** DATA FOR ANALYSIS follows **

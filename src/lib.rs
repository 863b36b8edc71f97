//! Field-service job lifecycle API: status transitions and technician
//! scheduling conflicts for a carpet-cleaning dispatch board.

pub mod api;
pub mod cli;
pub mod config;
pub mod db;
pub mod domain;
pub mod notify;
pub mod shutdown;
pub mod telemetry;
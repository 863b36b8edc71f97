use actix_web::HttpResponse;
use serde::Serialize;
use validator::ValidationErrors;

#[derive(Debug, Serialize)]
pub struct ErrorResponse {
    pub error: String,
    pub fields: serde_json::Value,
}

/// Flatten validator errors into `{field: {errors: [..]}}`
///
/// Struct-level rules report under `__all__`.
pub fn field_messages(validation_errors: &ValidationErrors) -> serde_json::Map<String, serde_json::Value> {
    let mut fields = serde_json::Map::new();
    for (field, errors) in validation_errors.field_errors() {
        let messages: Vec<String> = errors
            .iter()
            .map(|e| {
                e.message
                    .as_ref()
                    .map(|m| m.to_string())
                    .unwrap_or_else(|| format!("Validation error in field: {}", field))
            })
            .collect();
        fields.insert(field.to_string(), serde_json::json!({"errors": messages}));
    }
    fields
}

fn deserialize_message(err_string: &str) -> &'static str {
    if err_string.contains("EOF while parsing") {
        "Request body is empty. Expected JSON payload"
    } else if err_string.contains("unknown variant") {
        "Invalid enum value. Check allowed values for this field"
    } else if err_string.contains("expected HH:mm") {
        "Invalid time. Expected 24-hour HH:mm"
    } else if err_string.contains("expected YYYY-MM-DD") {
        "Invalid date. Expected YYYY-MM-DD"
    } else {
        "Invalid request format"
    }
}

fn bad_request(err: actix_web_validator::Error) -> actix_web::Error {
    let mut fields = serde_json::Map::new();

    let error_response = match err {
        actix_web_validator::Error::Validate(validation_errors) => ErrorResponse {
            error: "Validation failed".to_string(),
            fields: serde_json::Value::Object(field_messages(&validation_errors)),
        },
        actix_web_validator::Error::Deserialize(de_err) => {
            fields.insert(
                "message".to_string(),
                serde_json::json!(deserialize_message(&de_err.to_string())),
            );
            ErrorResponse {
                error: "Request validation failed".to_string(),
                fields: serde_json::Value::Object(fields),
            }
        }
        _ => {
            fields.insert("message".to_string(), serde_json::json!("Validation error"));
            ErrorResponse {
                error: "Validation failed".to_string(),
                fields: serde_json::Value::Object(fields),
            }
        }
    };

    actix_web::error::InternalError::from_response("", HttpResponse::BadRequest().json(error_response)).into()
}

/// JSON body config with the project-wide validation error shape
pub fn json_config() -> actix_web_validator::JsonConfig {
    actix_web_validator::JsonConfig::default().error_handler(|err, _req| bad_request(err))
}

/// Query string config with the project-wide validation error shape
pub fn query_config() -> actix_web_validator::QueryConfig {
    actix_web_validator::QueryConfig::default().error_handler(|err, _req| bad_request(err))
}
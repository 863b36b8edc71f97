pub mod auth;
pub mod health;
pub mod job;
pub mod validation;
use serde::Serialize;

use crate::db::models::ServiceHistoryRow;
use crate::domain::{ConflictCheck, JobView, JobWindow};

/// Non-blocking notice attached to a successful write
#[derive(Debug, Serialize)]
pub struct ScheduleWarning {
    pub kind: &'static str,
    pub message: String,
    pub conflicting_job: JobWindow,
}

impl ScheduleWarning {
    /// Turn a conflict check into a warning; `None` when there is no conflict
    pub fn from_check(check: ConflictCheck) -> Option<Self> {
        let job = check.conflicting_job.filter(|_| check.has_conflict)?;
        Some(ScheduleWarning {
            kind: "scheduling_conflict",
            message: format!(
                "Technician {} already has job {} on {} from {} to {}",
                job.technician_id, job.id, job.date, job.start_time, job.end_time
            ),
            conflicting_job: job,
        })
    }
}

/// Response for single job reads and writes
#[derive(Debug, Serialize)]
pub struct JobResponse {
    pub message: String,
    pub job: JobView,
    #[serde(skip_serializing_if = "Vec::is_empty")]
    pub warnings: Vec<ScheduleWarning>,
}

/// Response for job listing
#[derive(Debug, Serialize)]
pub struct JobListResponse {
    pub jobs: Vec<JobView>,
    pub page: u32,
    pub per_page: u32,
    pub total: i64,
}

/// Response for the completion flow
#[derive(Debug, Serialize)]
pub struct CompletionResponse {
    pub message: String,
    pub job: JobView,
    pub service_history: ServiceHistoryRow,
}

** End of DATA FOR ANALYSIS **

* **YOUR OBJECTIVE**
Starting with the line with "body config with the project-wide validation error shape" above and going on through the line with "pub mod auth;", transcribe every line exactly, both ends included, and add nothing.

* **TASK RESPONSE**
/// JSON body config with the project-wide validation error shape
pub fn json_config() -> actix_web_validator::JsonConfig {
    actix_web_validator::JsonConfig::default().error_handler(|err, _req| bad_request(err))
}

/// Query string config with the project-wide validation error shape
pub fn query_config() -> actix_web_validator::QueryConfig {
    actix_web_validator::QueryConfig::default().error_handler(|err, _req| bad_request(err))
}
repository 863b36b8edc71f97
pub mod auth;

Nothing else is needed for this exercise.